Some Chinese cities are using samples taken from the anus to detect potential COVID-19 infections as China steps up screening to make sure no potential carrier of the new coronavirus is missed ahead of next month’s the Lunar New Year holidays when tens of millions of people usually travel home to their families.

China has been battling new pockets of the disease that have appeared in the north and northeast with strict lockdowns and mass testing in a bid to stamp out the outbreaks.

Justifying the decision to take anal swabs, a city official in Weinan in northern Shaanxi province said a 52-year-old man with symptoms including coughing initially tested negative for COVID-19. He was then tested via an anal swab.

The man, who was confined to a centralised facility for medical observation as a close contact of another COVID-19 patient earlier this month, was then confirmed to have the virus, the official told a news conference.

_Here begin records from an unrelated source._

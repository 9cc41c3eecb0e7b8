//! Scraping session: transport, headers, cookies, location and paging state.
//!
//! A [`SessionContext`] is created once and owned by a single caller. The
//! operations that change state (`resolve_area`, `next_page`) take
//! `&mut self`, so paging on one context is serialized by the borrow
//! checker; `extract_menu` only needs `&self`.

use std::collections::HashSet;
use std::time::Duration;

use reqwest::header::{HeaderMap, HeaderValue, ACCEPT, ACCEPT_LANGUAGE, CONTENT_TYPE};
use reqwest::{Client, RequestBuilder};
use zomato_core::config::{DEFAULT_BASE_URL, DEFAULT_GEOLOCATION_URL, DEFAULT_USER_AGENT};
use zomato_core::{AppConfig, Coordinates};

use crate::cookies::CookieJar;
use crate::error::ScraperError;
use crate::locator::Locator;
use crate::pagination::PageState;
use crate::types::AreaId;

/// Connection settings for a [`SessionContext`].
#[derive(Debug, Clone)]
pub struct SessionConfig {
    /// Provider origin without a trailing slash.
    pub base_url: String,
    pub geolocation_url: String,
    pub request_timeout_secs: u64,
    pub user_agent: String,
}

impl SessionConfig {
    /// Settings pointed at the given provider origin and geolocation service,
    /// with the default timeout and browser user agent.
    #[must_use]
    pub fn new(base_url: &str, geolocation_url: &str) -> Self {
        Self {
            base_url: base_url.trim_end_matches('/').to_owned(),
            geolocation_url: geolocation_url.to_owned(),
            request_timeout_secs: 30,
            user_agent: DEFAULT_USER_AGENT.to_owned(),
        }
    }

    #[must_use]
    pub fn from_app_config(config: &AppConfig) -> Self {
        Self {
            base_url: config.base_url.trim_end_matches('/').to_owned(),
            geolocation_url: config.geolocation_url.clone(),
            request_timeout_secs: config.request_timeout_secs,
            user_agent: config.user_agent.clone(),
        }
    }

    /// Builds the HTTP client with the browser-like default headers the
    /// provider requires.
    ///
    /// # Errors
    ///
    /// Returns [`ScraperError::Transport`] if the client cannot be built
    /// (e.g. the user agent is not a valid header value).
    pub fn build_client(&self) -> Result<Client, ScraperError> {
        let mut headers = HeaderMap::new();
        headers.insert(CONTENT_TYPE, HeaderValue::from_static("application/json"));
        headers.insert(
            ACCEPT,
            HeaderValue::from_static("application/json, text/plain, */*"),
        );
        headers.insert(ACCEPT_LANGUAGE, HeaderValue::from_static("en-US,en;q=0.9"));

        let client = Client::builder()
            .timeout(Duration::from_secs(self.request_timeout_secs))
            .connect_timeout(Duration::from_secs(10))
            .user_agent(self.user_agent.as_str())
            .default_headers(headers)
            .build()?;
        Ok(client)
    }
}

impl Default for SessionConfig {
    fn default() -> Self {
        Self::new(DEFAULT_BASE_URL, DEFAULT_GEOLOCATION_URL)
    }
}

pub struct SessionContext {
    pub(crate) client: Client,
    pub(crate) base_url: String,
    pub(crate) coordinates: Coordinates,
    pub(crate) cookies: CookieJar,
    pub(crate) area: Option<AreaId>,
    pub(crate) page_state: PageState,
    pub(crate) seen: HashSet<String>,
    pub(crate) pages_returned: usize,
}

impl SessionContext {
    /// Opens a session, resolving the location by IP when `coordinates` is
    /// `None`. Area resolution is deferred until first needed.
    ///
    /// # Errors
    ///
    /// - [`ScraperError::Transport`] if the HTTP client cannot be built.
    /// - [`ScraperError::LocationUnavailable`] if IP geolocation fails.
    pub async fn open(
        config: &SessionConfig,
        coordinates: Option<Coordinates>,
    ) -> Result<Self, ScraperError> {
        let client = config.build_client()?;

        let coordinates = match coordinates {
            Some(coordinates) => coordinates,
            None => {
                tracing::info!(url = %config.geolocation_url, "no coordinates supplied; locating by IP");
                Locator::new(client.clone(), &config.geolocation_url)
                    .resolve()
                    .await?
            }
        };

        tracing::info!(base_url = %config.base_url, %coordinates, "opened scraping session");

        Ok(Self {
            client,
            base_url: config.base_url.trim_end_matches('/').to_owned(),
            coordinates,
            cookies: CookieJar::new(),
            area: None,
            page_state: PageState::Start,
            seen: HashSet::new(),
            pages_returned: 0,
        })
    }

    #[must_use]
    pub fn coordinates(&self) -> &Coordinates {
        &self.coordinates
    }

    /// The memoized area, if it has been resolved.
    #[must_use]
    pub fn area(&self) -> Option<&AreaId> {
        self.area.as_ref()
    }

    #[must_use]
    pub fn cookies(&self) -> &CookieJar {
        &self.cookies
    }

    #[must_use]
    pub fn page_state(&self) -> &PageState {
        &self.page_state
    }

    /// Number of non-empty pages returned so far.
    #[must_use]
    pub fn page_number(&self) -> usize {
        self.pages_returned
    }

    #[must_use]
    pub fn is_exhausted(&self) -> bool {
        matches!(self.page_state, PageState::Exhausted)
    }

    pub(crate) fn endpoint(&self, path: &str) -> String {
        format!("{}{path}", self.base_url)
    }

    /// Attaches the session cookies to an outgoing request.
    pub(crate) fn with_cookies(&self, request: RequestBuilder) -> RequestBuilder {
        match self.cookies.header_value() {
            Some(cookie) => request.header(reqwest::header::COOKIE, cookie),
            None => request,
        }
    }
}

Anal swabs require inserting a cotton swab three to five centimetres (1.2 to two inches) into the anus and gently rotating it.

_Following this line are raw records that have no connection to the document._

//! Caller-side retry policy for scraper calls.
//!
//! The scraper library never retries. The CLI wraps individual calls here:
//! transient errors ([`ScraperError::is_transient`]) are retried with
//! exponential backoff, everything else is returned immediately. Retrying
//! `next_page` is safe because a failed call does not advance the cursor.

use std::future::Future;
use std::time::Duration;

use zomato_core::AppConfig;
use zomato_scraper::{RestaurantRecord, ScraperError, SessionContext};

#[derive(Debug, Clone, Copy, PartialEq, Eq)]
pub(crate) struct RetryPolicy {
    /// Additional attempts after the first failure.
    pub max_retries: u32,
    /// Wait before retry `n` (0-based) is `backoff_base_secs * 2^n`.
    pub backoff_base_secs: u64,
}

impl RetryPolicy {
    pub(crate) fn from_config(config: &AppConfig) -> Self {
        Self {
            max_retries: config.max_retries,
            backoff_base_secs: config.retry_backoff_base_secs,
        }
    }

    /// Delay before the next attempt, or `None` when `err` should be returned.
    pub(crate) fn backoff(&self, attempt: u32, err: &ScraperError) -> Option<Duration> {
        if !err.is_transient() || attempt >= self.max_retries {
            return None;
        }
        let delay_secs = self
            .backoff_base_secs
            .saturating_mul(1u64 << attempt.min(62));
        Some(Duration::from_secs(delay_secs))
    }
}

/// Runs `operation`, retrying transient failures according to `policy`.
pub(crate) async fn retry_with_backoff<T, F, Fut>(
    policy: RetryPolicy,
    mut operation: F,
) -> Result<T, ScraperError>
where
    F: FnMut() -> Fut,
    Fut: Future<Output = Result<T, ScraperError>>,
{
    let mut attempt = 0u32;
    loop {
        match operation().await {
            Ok(value) => return Ok(value),
            Err(err) => {
                let Some(delay) = policy.backoff(attempt, &err) else {
                    return Err(err);
                };
                tracing::warn!(
                    attempt,
                    max_retries = policy.max_retries,
                    delay_secs = delay.as_secs(),
                    error = %err,
                    "transient scraper error; retrying after backoff"
                );
                tokio::time::sleep(delay).await;
                attempt += 1;
            }
        }
    }
}

/// [`SessionContext::next_page`] with retries.
///
/// Written as an explicit loop because the call needs `&mut` access to the
/// session on every attempt.
pub(crate) async fn next_page_with_retry(
    session: &mut SessionContext,
    policy: RetryPolicy,
) -> Result<Vec<RestaurantRecord>, ScraperError> {
    let mut attempt = 0u32;
    loop {
        match session.next_page().await {
            Ok(page) => return Ok(page),
            Err(err) => {
                let Some(delay) = policy.backoff(attempt, &err) else {
                    return Err(err);
                };
                tracing::warn!(
                    attempt,
                    page = session.page_number() + 1,
                    delay_secs = delay.as_secs(),
                    error = %err,
                    "listing page failed; retrying same cursor after backoff"
                );
                tokio::time::sleep(delay).await;
                attempt += 1;
            }
        }
    }
}

#[cfg(test)]
mod tests {
    use super::*;
    use std::sync::atomic::{AtomicU32, Ordering};
    use std::sync::Arc;

    use zomato_scraper::FetchFailure;

    const NO_WAIT: RetryPolicy = RetryPolicy {
        max_retries: 3,
        backoff_base_secs: 0,
    };

    fn unavailable() -> ScraperError {
        ScraperError::MenuFetch {
            url: "https://example.com/r/order".to_owned(),
            cause: FetchFailure::Status(503),
        }
    }

    #[test]
    fn backoff_doubles_per_attempt() {
        let policy = RetryPolicy {
            max_retries: 3,
            backoff_base_secs: 2,
        };
        let err = unavailable();
        assert_eq!(policy.backoff(0, &err), Some(Duration::from_secs(2)));
        assert_eq!(policy.backoff(1, &err), Some(Duration::from_secs(4)));
        assert_eq!(policy.backoff(2, &err), Some(Duration::from_secs(8)));
        assert_eq!(policy.backoff(3, &err), None);
    }

    #[test]
    fn backoff_refuses_permanent_errors() {
        let err = ScraperError::InvalidRestaurantRecord {
            reason: "no link".to_owned(),
        };
        assert_eq!(NO_WAIT.backoff(0, &err), None);
    }

    #[tokio::test]
    async fn succeeds_immediately_on_first_try() {
        let call_count = Arc::new(AtomicU32::new(0));
        let cc = Arc::clone(&call_count);
        let result = retry_with_backoff(NO_WAIT, || {
            let cc = Arc::clone(&cc);
            async move {
                cc.fetch_add(1, Ordering::SeqCst);
                Ok::<u32, ScraperError>(42)
            }
        })
        .await;
        assert_eq!(result.unwrap(), 42);
        assert_eq!(call_count.load(Ordering::SeqCst), 1);
    }

    #[tokio::test]
    async fn retries_transient_error_then_succeeds() {
        let call_count = Arc::new(AtomicU32::new(0));
        let cc = Arc::clone(&call_count);
        let result = retry_with_backoff(NO_WAIT, || {
            let cc = Arc::clone(&cc);
            async move {
                let n = cc.fetch_add(1, Ordering::SeqCst);
                if n < 2 {
                    Err(unavailable())
                } else {
                    Ok::<u32, ScraperError>(99)
                }
            }
        })
        .await;
        assert_eq!(result.unwrap(), 99);
        assert_eq!(call_count.load(Ordering::SeqCst), 3);
    }

    #[tokio::test]
    async fn propagates_last_error_after_exhausting_retries() {
        let call_count = Arc::new(AtomicU32::new(0));
        let cc = Arc::clone(&call_count);
        let policy = RetryPolicy {
            max_retries: 2,
            backoff_base_secs: 0,
        };
        let result = retry_with_backoff(policy, || {
            let cc = Arc::clone(&cc);
            async move {
                cc.fetch_add(1, Ordering::SeqCst);
                Err::<u32, ScraperError>(unavailable())
            }
        })
        .await;
        // max_retries=2 → 3 total attempts
        assert_eq!(call_count.load(Ordering::SeqCst), 3);
        assert!(matches!(result, Err(ScraperError::MenuFetch { .. })));
    }

    #[tokio::test]
    async fn does_not_retry_parse_errors() {
        let call_count = Arc::new(AtomicU32::new(0));
        let cc = Arc::clone(&call_count);
        let result = retry_with_backoff(NO_WAIT, || {
            let cc = Arc::clone(&cc);
            async move {
                cc.fetch_add(1, Ordering::SeqCst);
                Err::<u32, ScraperError>(ScraperError::MenuParse {
                    url: "https://example.com/r/order".to_owned(),
                    reason: "marker not found".to_owned(),
                })
            }
        })
        .await;
        assert_eq!(call_count.load(Ordering::SeqCst), 1);
        assert!(matches!(result, Err(ScraperError::MenuParse { .. })));
    }
}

In a video posted online by state-backed newspaper Global Times, Zhang Wenhong of Huashan Hospital in Shanghai, said that such swabs could be useful in helping minimise the risk of a relapse after recovery.

“There may be traces of the coronavirus detected in the abdominal cavity faeces and intestine,” Zhang was quoted as saying in the report.

Last week, a Beijing city official said that anal swabs were taken from more than 1,000 teachers, staffers and students at a primary school in the city after an infection had been found there. Nose and throat swabs and serum samples were also collected for testing.

Additional tests using anal swabs can pick up infections that other tests miss, as virus traces in faecal samples or anal swabs could remain detectable for a longer time than in samples taken from upper respiratory tract, Dr Li Tongzeng, a respiratory and infectious disease specialist in Beijing city, told state TV last week.

Li added that such samples were only necessarily for key groups such as those under quarantine.

‘Low harm, extreme humiliation’

Stool tests may be more effective than respiratory tests in identifying COVID-19 infections in children and infants since they carry a higher viral load in their stool than adults, researchers at the Chinese University of Hong Kong (CUHK) found in a paper published last year.

Users of China’s Weibo, its Twitter-like social media platform, reacted to the method with a mix of mirth and horror.

“So lucky I returned to China earlier,” one user wrote.

“Low harm, but extreme humiliation,” another said, using a laughing emoticon.

Others who had undergone the procedure chimed in with dark humour.

“I’ve done two anal swabs, every time I did one I had to do a throat swab afterwards – I was so scared the nurse would forget to use a new swab,” one Weibo user joked.